TRIGGER WARNING: IF YOU'RE DEPRESSED OR PSYCHOTIC RIGHT NOW, OR IF READING ABOUT DEPRESSION FEELINGS MIGHT TRIGGER YOU, STOP READING IMMEDIATELY.
Ok, I've never felt like this before, I mean, I have, but this time is very scary. I will not say what my thoughts are for safety reasons, I mean, I don't want to trigger anyone, I don't want anyone to be hurt or something like that.
As some of you probably know, and this is why I'm writing in this forum, I have bipolar disorder and I'm currently on medication (Lamictal 75mg). What's happening right now is that a sudden and violent depression is making me feel horrible, I can't stop crying and shaking. I just need to calm down and talk to someone. My mom's sleeping, but if I wake her up and she sees me in this condition (sweating and crying) she will get scared and I don't want that. So I'm trying to calm down alone, but I don't know how and don't know what to do. First thing I thought was writing here and ask someone how to cope with these feelings right now. I couldn't even access the site from my computer or phone (with different connections) for some reason, and felt incredibly lost, cause I have no one to talk to right now. (Please mods, check your inbox because I sent you a message to clarify this situation. Thank you).
What triggered these thoughts were memories of a traumatic past experience I had. That's what made me start crying, shaking and triggered this severe depression I'm experiencing right now.
So I'm totally lost. Totally. I don't know what to do, I don't know whether to wake my mother up or not....and what could she do, after all? Trying to call one of my best friends but she's probably sleeping (it's late night here) and won't answer the phone.

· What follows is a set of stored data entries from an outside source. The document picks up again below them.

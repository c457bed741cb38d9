//! Command line interface
//!
//! Parsing only; turning the parsed flags into a `Config` happens in
//! `config::Config::from_cli`.

use clap::Parser;
use std::path::PathBuf;

const AFTER_HELP: &str = "\
Environment Variables:
  ESPEAK_DATA_PATH
        Path to the eSpeak-ng data directory.
        Default: '/data/data/com.termux/files/usr/share/espeak-ng-data'

  PIPER_VOICE_PATH
        Path to the directory containing ONNX voice models.
        Default: Current working directory.

Examples:
  1. Synthesize text and play it directly:
     piper -m fa_IR-gyro-medium -p -- \"سلام دنیا\"

  2. Read text from a file and save as 'audio.raw':
     piper -m en_US-lessac-medium -i text.txt -f audio.raw

  3. Pipe raw audio to a player:
     echo \"Hello world\" | piper -m en_US-lessac-medium --output-raw - | \\
     play -q -r 22050 -c 1 -e float -b 32 -t raw -

  4. Speak each line as it arrives:
     tail -f messages.txt | piper -m en_US-lessac-medium -p -l

Notes:
  Raw output is 32-bit float, little-endian, 22050 Hz, mono, with no header.";

/// Text-to-speech with Piper voices
#[derive(Parser, Debug, Default)]
#[command(
    name = "piper",
    version,
    about = "Text-to-speech with Piper voices, written to a file, stdout, or played directly",
    after_help = AFTER_HELP
)]
pub struct Cli {
    /// Name of the ONNX voice model to use (without the .onnx extension)
    #[arg(short, long, value_name = "MODEL_NAME", conflicts_with = "any_voice")]
    pub model: Option<String>,

    /// Use the first voice found in the voice directory
    #[arg(long)]
    pub any_voice: bool,

    /// Write synthesized audio to a file (default: output.raw)
    #[arg(
        short = 'f',
        long = "file",
        value_name = "OUTPUT_FILE",
        num_args = 0..=1,
        default_missing_value = "output.raw",
        conflicts_with_all = ["output_raw", "play"]
    )]
    pub output_file: Option<PathBuf>,

    /// Write raw audio to standard output for piping
    #[arg(
        long = "output-raw",
        value_name = "-",
        value_parser = ["-"],
        conflicts_with = "play"
    )]
    pub output_raw: Option<String>,

    /// Play the synthesized audio directly
    #[arg(short, long)]
    pub play: bool,

    /// Read text from the specified file instead of stdin or the command line
    #[arg(short, long, value_name = "INPUT_FILE", conflicts_with = "text")]
    pub input: Option<PathBuf>,

    /// Speak each line of stdin as soon as it is read
    #[arg(short, long)]
    pub lines: bool,

    /// Remove emoji and links before speaking
    #[arg(short, long)]
    pub clean: bool,

    /// Phoneme length multiplier (larger is slower)
    #[arg(long, value_name = "SCALE")]
    pub length_scale: Option<f32>,

    /// Speaker id for multi-speaker voices
    #[arg(long, value_name = "ID", allow_negative_numbers = true)]
    pub speaker: Option<i32>,

    /// Generator noise
    #[arg(long, value_name = "SCALE")]
    pub noise_scale: Option<f32>,

    /// Phoneme width noise
    #[arg(long, value_name = "SCALE")]
    pub noise_w_scale: Option<f32>,

    /// Enable debug logging
    #[arg(short, long)]
    pub debug: bool,

    /// Write log output to a file instead of stderr
    #[arg(long, value_name = "PATH")]
    pub log_file: Option<PathBuf>,

    /// Input text to synthesize (use -- before text that starts with '-')
    #[arg(trailing_var_arg = true, value_name = "TEXT")]
    pub text: Vec<String>,
}

impl Cli {
    /// Trailing words joined with single spaces, if any were given
    pub fn inline_text(&self) -> Option<String> {
        if self.text.is_empty() {
            None
        } else {
            Some(self.text.join(" "))
        }
    }
}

I'm being very paranoid right now, and although I'm used to having paranoid ideas, they're too strong now and I don't know how to deal with this. I think I'm in danger and that the police is spying on me. I feel in danger for some reason, and I don't know whether this is real or not. I don't know what's going on and what to do and no, I don't want to be hospitalized, because I still can handle the situation, I'm not completely gone. I wouldn't be asking for help here if I was totally psychotic.